*Your task*
Return the lines of the data below in which the string "Print" occurs.

[Stored data entries]
════════════════

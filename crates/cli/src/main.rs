use std::path::PathBuf;

use clap::{Parser, Subcommand};

mod commands;
mod runtime;

use commands::{AnalyzeArgs, CheckArgs, InitArgs, ResetArgs, TradesArgs};

#[derive(Parser)]
#[command(name = "wheel")]
#[command(about = "Wheel strategy automation: sell puts, take assignment, sell calls, repeat", long_about = None)]
struct Cli {
    /// Config file path (defaults to config/Wheel.toml)
    #[arg(short, long, global = true, env = "WHEEL_CONFIG")]
    config: Option<PathBuf>,

    /// Debug-level logging
    #[arg(short, long, global = true)]
    verbose: bool,

    #[command(subcommand)]
    command: Commands,
}

#[derive(Subcommand)]
enum Commands {
    /// Run the scheduler until interrupted
    Start,
    /// Print every tracked position
    Status,
    /// Run one check for a single symbol, ignoring market hours
    Check(CheckArgs),
    /// Run one check across all enabled symbols
    CheckAll,
    /// Forget the stored position for a symbol
    Reset(ResetArgs),
    /// Print the trade audit log
    Trades(TradesArgs),
    /// Write a starter configuration file
    Init(InitArgs),
    /// Report the best put and call for a symbol without trading
    Analyze(AnalyzeArgs),
}

fn init_logging(verbose: bool) {
    let default = if verbose { "debug" } else { "info" };
    tracing_subscriber::fmt()
        .with_env_filter(
            tracing_subscriber::EnvFilter::try_from_default_env()
                .unwrap_or_else(|_| tracing_subscriber::EnvFilter::new(default)),
        )
        .init();
}

#[tokio::main]
async fn main() -> anyhow::Result<()> {
    let cli = Cli::parse();
    init_logging(cli.verbose);

    let config = cli.config.as_deref();
    match cli.command {
        Commands::Start => commands::run_start(config).await?,
        Commands::Status => commands::run_status(config)?,
        Commands::Check(args) => commands::run_check(config, args).await?,
        Commands::CheckAll => commands::run_check_all(config).await?,
        Commands::Reset(args) => commands::run_reset(config, args)?,
        Commands::Trades(args) => commands::run_trades(config, args)?,
        Commands::Init(args) => commands::run_init(args)?,
        Commands::Analyze(args) => commands::run_analyze(config, args).await?,
    }

    Ok(())
}

#[cfg(test)]
mod tests {
    use super::*;
    use clap::CommandFactory;

    #[test]
    fn cli_definition_is_consistent() {
        Cli::command().debug_assert();
    }

    #[test]
    fn global_flags_work_after_the_subcommand() {
        let cli = Cli::try_parse_from(["wheel", "check", "sofi", "-v", "--config", "w.toml"]).unwrap();
        assert!(cli.verbose);
        assert_eq!(cli.config, Some(PathBuf::from("w.toml")));
        match cli.command {
            Commands::Check(args) => assert_eq!(args.symbol, "sofi"),
            _ => panic!("expected check"),
        }
    }

    #[test]
    fn trades_limit_defaults_to_twenty() {
        let cli = Cli::try_parse_from(["wheel", "trades"]).unwrap();
        match cli.command {
            Commands::Trades(args) => {
                assert_eq!(args.limit, 20);
                assert!(args.symbol.is_none());
            }
            _ => panic!("expected trades"),
        }
    }

    #[test]
    fn reset_requires_a_symbol() {
        assert!(Cli::try_parse_from(["wheel", "reset"]).is_err());
        let cli = Cli::try_parse_from(["wheel", "reset", "XYZ", "--yes"]).unwrap();
        assert!(matches!(cli.command, Commands::Reset(ResetArgs { yes: true, .. })));
    }
}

════════════════

*Solved problem*
    /// Print every tracked position
    /// Print the trade audit log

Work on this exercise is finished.